The second quarter was big for the U.S. economy.
In the second quarter, the U.S. economy grew at an annualized rate of 4.1%, almost double the 2.2% growth rate seen to start the year.
This marks the fastest pace of growth for the U.S. economy in any quarter since the third quarter of 2014.
This rate of growth, however, was less than what was forecasted by economists. Economists polled by Bloomberg expected the report to show the economy grew at an annualized rate of 4.2% in the second three months of the year.
Speaking from the South Lawn of the White House Friday morning, President Donald Trump boasted about the GDP numbers, saying that his administration has “accomplished an economic turnaround of historic proportions.”
“The most important thing,” Trump added, “is these [GDP numbers] are sustainable.
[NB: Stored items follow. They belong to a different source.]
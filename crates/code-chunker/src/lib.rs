//! # coderag chunker
//!
//! Structural, syntax-tree-driven chunking of source files for code retrieval.
//!
//! A file is parsed with tree-sitter and its top-level nodes are segmented into
//! typed chunks: grouped imports, classes, functions and "logical blocks" of
//! related statements. Every chunk carries its location, docstring, parameters
//! and the calls/classes it references.
//!
//! ## Architecture
//!
//! ```text
//! Source Code
//!     │
//!     ├──> Language Detection (from extension)
//!     │
//!     ├──> Tree-sitter Parsing (injected GrammarProvider)
//!     │
//!     ├──> Segmentation
//!     │    ├─> Import runs
//!     │    ├─> Classes / functions (through decorators and exports)
//!     │    └─> Logical blocks (control flow, capped statement runs)
//!     │
//!     └──> Metadata
//!          ├─> Docstrings, parameters
//!          ├─> Referenced calls and classes
//!          └─> Optional summaries (injected Summarizer)
//! ```
//!
//! ## Example
//!
//! ```rust
//! use coderag_chunker::{ChunkType, Chunker};
//!
//! let chunker = Chunker::default();
//!
//! let code = r#"
//! import os
//!
//! def process_data(path, limit=10):
//!     """Read and clean a file."""
//!     return open(path).read()[:limit]
//! "#;
//!
//! let chunks = chunker.chunk_str(code, Some("example.py")).unwrap();
//! assert_eq!(chunks[0].chunk_type(), ChunkType::Import);
//! assert_eq!(chunks[1].name(), "process_data");
//! assert_eq!(chunks[1].metadata.parameters, vec!["path", "limit"]);
//! ```

mod chunker;
mod config;
mod error;
mod language;
mod naming;
mod profile;
mod references;
mod segmenter;
mod summary;
mod symbols;
mod syntax;
mod types;

pub use chunker::{Chunker, ChunkingStats};
pub use config::ChunkerConfig;
pub use error::{ChunkerError, Result};
pub use language::Language;
pub use profile::{DocstringStyle, FieldLink, LanguageProfile, NodeRole, ParameterStyle, WrapperKind};
pub use references::{collect_references, ReferenceCollector};
pub use segmenter::{Segmenter, IMPORT_CHUNK_NAME, STANDALONE_CHUNK_NAME};
pub use summary::{attach_summaries, Summarizer, IMPORT_SUMMARY};
pub use symbols::{extract_symbols, ClassSymbol, FileSymbols, SymbolEntry};
pub use syntax::{BundledGrammars, GrammarProvider, SyntaxParser, SyntaxTree};
pub use types::{ChunkMetadata, ChunkReferences, ChunkType, CodeChunk, LIST_SEPARATOR};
This isn’t a one-time shot. I happen to think we’re going to do extraordinarily well in our next report…I think the numbers are going to be outstanding.”
At an event on Thursday, Trump said of the GDP number, “If it has a 4 in front of it, we’re happy.”
Paul Ashworth, chief US economist at Capital Economics, said Friday, “Overall, helped by the massive fiscal stimulus, the economy enjoyed a strong first half of this year but, as the stimulus fades and monetary policy becomes progressively tighter, we expect GDP growth to slow markedly from mid-2019 onwards.”
Ian Shepherdson, an economist at Pantheon Macroeconomics, said following Friday’s report, “In one line: Looks great; won’t last.”
Shepherdson added, “Looking ahead, the big stories for Q3 will be the slowdown in consumption — Q3 probably was boosted by the tax cuts, but the incremental cashflow effect is now zero — and the reversal of the Q2 inventory and trade swings.”
Friday’s report also showed that personal consumption in the second quarter grew at an annualized rate of 4%, a major jump from the 0.5% pace of consumption growth seen to start the year.
Meanwhile core PCE prices, a measure of inflation, grew 2% quarter-on-quarter, less than expected and a slight deceleration from the 2.2% pace of price growth seen to start the year.
The acceleration in real GDP growth in the second quarter reflected accelerations in PCE and in exports, a smaller decrease in residential fixed investment, and accelerations in federal government spending and in state and local spending, the BEA said in its release Friday.
These movements were partly offset by a downturn in private inventory investment and a deceleration in nonresidential fixed investment. Imports decelerated.
The growth of inflation-adjusted personal income slowed somewhat in the second quarter, rising 2.6% against a 4.4% increase in the first three month of the year. The personal savings rate also fell in the second quarter, hitting 6.8% against 7.2% in the first quarter of the year.